The problem >> Write out all of the data again, exactly as it reads.

Saved data entries
//! The registration page for creating an account.

use std::sync::{Arc, Mutex, MutexGuard};

use axum::{
    Form,
    extract::{FromRef, State},
    response::{IntoResponse, Redirect, Response},
};
use axum_extra::extract::PrivateCookieJar;
use maud::{Markup, html};
use rusqlite::Connection;
use serde::{Deserialize, Serialize};

use crate::{
    AppState, Error, PasswordHash, endpoints,
    html::{BUTTON_PRIMARY_STYLE, ERROR_TEXT_STYLE, Input, LINK_STYLE, base, log_in_register},
    session::{FLASH_NAME, FlashCategory, SessionStore},
    user::{NewUser, create_user},
    validation::{FieldRules, Locale, Rule, Validate, ValidationErrors, Validator},
};

const EMAIL_RULES: &[Rule] = &[
    Rule::Required,
    Rule::Email,
    Rule::UniqueAcrossTable {
        table: "users",
        column: "email",
    },
];

/// The fields submitted by the registration form.
#[derive(Debug, Clone, Default, PartialEq, Serialize, Deserialize)]
#[serde(default)]
pub struct RegisterForm {
    pub name: String,
    pub email: String,
    pub password: String,
    pub confirm_password: String,
}

impl Validate for RegisterForm {
    const RULES: &'static [FieldRules] = &[
        FieldRules {
            field: "name",
            label: Some("Nama"),
            rules: &[Rule::Required],
        },
        FieldRules {
            field: "email",
            label: Some("Email"),
            rules: EMAIL_RULES,
        },
        FieldRules {
            field: "password",
            label: Some("Password"),
            rules: &[Rule::Required, Rule::MinLength(6)],
        },
        FieldRules {
            field: "confirm_password",
            label: Some("Konfirmasi Password"),
            rules: &[
                Rule::Required,
                Rule::MinLength(6),
                Rule::EqualsField("password"),
            ],
        },
    ];

    fn field_value(&self, field: &str) -> Option<&str> {
        match field {
            "name" => Some(&self.name),
            "email" => Some(&self.email),
            "password" => Some(&self.password),
            "confirm_password" => Some(&self.confirm_password),
            _ => None,
        }
    }
}

fn register_page(
    form: &RegisterForm,
    errors: Option<&ValidationErrors>,
    error_message: Option<&str>,
) -> Markup {
    let form = html! {
        form method="post" action=(endpoints::REGISTER) class="space-y-4 md:space-y-6"
        {
            (Input::text("name", "Nama", &form.name).render(errors))
            (Input::text("email", "Email", &form.email).with_type("email").render(errors))
            (Input::text("password", "Password", "").with_type("password").render(errors))
            (Input::text("confirm_password", "Konfirmasi Password", "").with_type("password").render(errors))

            @if let Some(error_message) = error_message
            {
                p class=(ERROR_TEXT_STYLE) { (error_message) }
            }

            button type="submit" class=(BUTTON_PRIMARY_STYLE) { "Daftar" }

            p class="text-sm font-light text-gray-500 dark:text-gray-400"
            {
                "Sudah punya akun? "
                a href=(endpoints::LOG_IN) class=(LINK_STYLE) { "Login di sini" }
            }
        }
    };

    base("Registrasi", &log_in_register("Buat akun baru", &html! {}, &form))
}

/// Display the registration page.
pub async fn get_register_page() -> Response {
    register_page(&RegisterForm::default(), None, None).into_response()
}

/// The state needed to register a user.
#[derive(Debug, Clone)]
pub struct RegisterState {
    pub sessions: SessionStore,
    pub locale: Locale,
    /// The bcrypt cost used when hashing new passwords.
    pub password_cost: u32,
    pub db_connection: Arc<Mutex<Connection>>,
}

impl FromRef<AppState> for RegisterState {
    fn from_ref(state: &AppState) -> Self {
        Self {
            sessions: state.sessions.clone(),
            locale: state.locale,
            password_cost: state.password_cost,
            db_connection: state.db_connection.clone(),
        }
    }
}

enum Registration {
    Created,
    Invalid(ValidationErrors),
}

fn lock(state: &RegisterState) -> Result<MutexGuard<'_, Connection>, Error> {
    state.db_connection.lock().map_err(|error| {
        tracing::error!("could not acquire database lock: {error}");
        Error::DatabaseLockError
    })
}

fn register(state: &RegisterState, form: &RegisterForm) -> Result<Registration, Error> {
    if let Some(errors) = Validator::new(&*lock(state)?)
        .with_locale(state.locale)
        .validate(form)?
    {
        return Ok(Registration::Invalid(errors));
    }

    // The lock is not held while hashing.
    let new_user = NewUser {
        name: form.name.trim().to_owned(),
        email: form.email.trim().to_owned(),
        password_hash: PasswordHash::new(&form.password, state.password_cost)?,
    };

    insert_user(state, &new_user)
}

/// Store `new_user`, reporting a taken email as an error on the email field.
///
/// The email can be taken by another request after the uniqueness check in [register].
fn insert_user(state: &RegisterState, new_user: &NewUser) -> Result<Registration, Error> {
    match create_user(new_user, &*lock(state)?) {
        Ok(user) => {
            tracing::info!("registered user {}", user.id);
            Ok(Registration::Created)
        }
        Err(Error::DuplicateEmail) => {
            let mut errors = ValidationErrors::default();
            errors.insert(
                "email",
                "Email",
                state.locale.message(&EMAIL_RULES[2], "Email", ""),
            );
            Ok(Registration::Invalid(errors))
        }
        Err(error) => Err(error),
    }
}

/// Handler for registration requests via the POST method.
///
/// On success a notice is queued for the log-in page and the client is redirected there.
/// Otherwise, the form is returned with an error message for each invalid field.
pub async fn register_user(
    State(state): State<RegisterState>,
    jar: PrivateCookieJar,
    Form(form): Form<RegisterForm>,
) -> Response {
    match register(&state, &form) {
        Ok(Registration::Created) => {
            let mut flash = state.sessions.get(&jar, FLASH_NAME);
            flash.add_flash(
                "Registrasi berhasil, silahkan login untuk melanjutkan",
                FlashCategory::Success,
            );
            let jar = state.sessions.save(jar, &flash);

            (jar, Redirect::to(endpoints::LOG_IN)).into_response()
        }
        Ok(Registration::Invalid(errors)) => {
            register_page(&form, Some(&errors), None).into_response()
        }
        Err(error) => {
            tracing::error!("could not register user: {error}");
            let message = format!("Registrasi gagal, {error}");
            register_page(&form, None, Some(&message)).into_response()
        }
    }
}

Task output >>
//! The registration page for creating an account.

use std::sync::{Arc, Mutex, MutexGuard};

use axum::{
    Form,
    extract::{FromRef, State},
    response::{IntoResponse, Redirect, Response},
};
use axum_extra::extract::PrivateCookieJar;
use maud::{Markup, html};
use rusqlite::Connection;
use serde::{Deserialize, Serialize};

use crate::{
    AppState, Error, PasswordHash, endpoints,
    html::{BUTTON_PRIMARY_STYLE, ERROR_TEXT_STYLE, Input, LINK_STYLE, base, log_in_register},
    session::{FLASH_NAME, FlashCategory, SessionStore},
    user::{NewUser, create_user},
    validation::{FieldRules, Locale, Rule, Validate, ValidationErrors, Validator},
};

const EMAIL_RULES: &[Rule] = &[
    Rule::Required,
    Rule::Email,
    Rule::UniqueAcrossTable {
        table: "users",
        column: "email",
    },
];

/// The fields submitted by the registration form.
#[derive(Debug, Clone, Default, PartialEq, Serialize, Deserialize)]
#[serde(default)]
pub struct RegisterForm {
    pub name: String,
    pub email: String,
    pub password: String,
    pub confirm_password: String,
}

impl Validate for RegisterForm {
    const RULES: &'static [FieldRules] = &[
        FieldRules {
            field: "name",
            label: Some("Nama"),
            rules: &[Rule::Required],
        },
        FieldRules {
            field: "email",
            label: Some("Email"),
            rules: EMAIL_RULES,
        },
        FieldRules {
            field: "password",
            label: Some("Password"),
            rules: &[Rule::Required, Rule::MinLength(6)],
        },
        FieldRules {
            field: "confirm_password",
            label: Some("Konfirmasi Password"),
            rules: &[
                Rule::Required,
                Rule::MinLength(6),
                Rule::EqualsField("password"),
            ],
        },
    ];

    fn field_value(&self, field: &str) -> Option<&str> {
        match field {
            "name" => Some(&self.name),
            "email" => Some(&self.email),
            "password" => Some(&self.password),
            "confirm_password" => Some(&self.confirm_password),
            _ => None,
        }
    }
}

fn register_page(
    form: &RegisterForm,
    errors: Option<&ValidationErrors>,
    error_message: Option<&str>,
) -> Markup {
    let form = html! {
        form method="post" action=(endpoints::REGISTER) class="space-y-4 md:space-y-6"
        {
            (Input::text("name", "Nama", &form.name).render(errors))
            (Input::text("email", "Email", &form.email).with_type("email").render(errors))
            (Input::text("password", "Password", "").with_type("password").render(errors))
            (Input::text("confirm_password", "Konfirmasi Password", "").with_type("password").render(errors))

            @if let Some(error_message) = error_message
            {
                p class=(ERROR_TEXT_STYLE) { (error_message) }
            }

            button type="submit" class=(BUTTON_PRIMARY_STYLE) { "Daftar" }

            p class="text-sm font-light text-gray-500 dark:text-gray-400"
            {
                "Sudah punya akun? "
                a href=(endpoints::LOG_IN) class=(LINK_STYLE) { "Login di sini" }
            }
        }
    };

    base("Registrasi", &log_in_register("Buat akun baru", &html! {}, &form))
}

/// Display the registration page.
pub async fn get_register_page() -> Response {
    register_page(&RegisterForm::default(), None, None).into_response()
}

/// The state needed to register a user.
#[derive(Debug, Clone)]
pub struct RegisterState {
    pub sessions: SessionStore,
    pub locale: Locale,
    /// The bcrypt cost used when hashing new passwords.
    pub password_cost: u32,
    pub db_connection: Arc<Mutex<Connection>>,
}

impl FromRef<AppState> for RegisterState {
    fn from_ref(state: &AppState) -> Self {
        Self {
            sessions: state.sessions.clone(),
            locale: state.locale,
            password_cost: state.password_cost,
            db_connection: state.db_connection.clone(),
        }
    }
}

enum Registration {
    Created,
    Invalid(ValidationErrors),
}

fn lock(state: &RegisterState) -> Result<MutexGuard<'_, Connection>, Error> {
    state.db_connection.lock().map_err(|error| {
        tracing::error!("could not acquire database lock: {error}");
        Error::DatabaseLockError
    })
}

fn register(state: &RegisterState, form: &RegisterForm) -> Result<Registration, Error> {
    if let Some(errors) = Validator::new(&*lock(state)?)
        .with_locale(state.locale)
        .validate(form)?
    {
        return Ok(Registration::Invalid(errors));
    }

    // The lock is not held while hashing.
    let new_user = NewUser {
        name: form.name.trim().to_owned(),
        email: form.email.trim().to_owned(),
        password_hash: PasswordHash::new(&form.password, state.password_cost)?,
    };

    insert_user(state, &new_user)
}

/// Store `new_user`, reporting a taken email as an error on the email field.
///
/// The email can be taken by another request after the uniqueness check in [register].
fn insert_user(state: &RegisterState, new_user: &NewUser) -> Result<Registration, Error> {
    match create_user(new_user, &*lock(state)?) {
        Ok(user) => {
            tracing::info!("registered user {}", user.id);
            Ok(Registration::Created)
        }
        Err(Error::DuplicateEmail) => {
            let mut errors = ValidationErrors::default();
            errors.insert(
                "email",
                "Email",
                state.locale.message(&EMAIL_RULES[2], "Email", ""),
            );
            Ok(Registration::Invalid(errors))
        }
        Err(error) => Err(error),
    }
}

/// Handler for registration requests via the POST method.
///
/// On success a notice is queued for the log-in page and the client is redirected there.
/// Otherwise, the form is returned with an error message for each invalid field.
pub async fn register_user(
    State(state): State<RegisterState>,
    jar: PrivateCookieJar,
    Form(form): Form<RegisterForm>,
) -> Response {
    match register(&state, &form) {
        Ok(Registration::Created) => {
            let mut flash = state.sessions.get(&jar, FLASH_NAME);
            flash.add_flash(
                "Registrasi berhasil, silahkan login untuk melanjutkan",
                FlashCategory::Success,
            );
            let jar = state.sessions.save(jar, &flash);

            (jar, Redirect::to(endpoints::LOG_IN)).into_response()
        }
        Ok(Registration::Invalid(errors)) => {
            register_page(&form, Some(&errors), None).into_response()
        }
        Err(error) => {
            tracing::error!("could not register user: {error}");
            let message = format!("Registrasi gagal, {error}");
            register_page(&form, None, Some(&message)).into_response()
        }
    }
}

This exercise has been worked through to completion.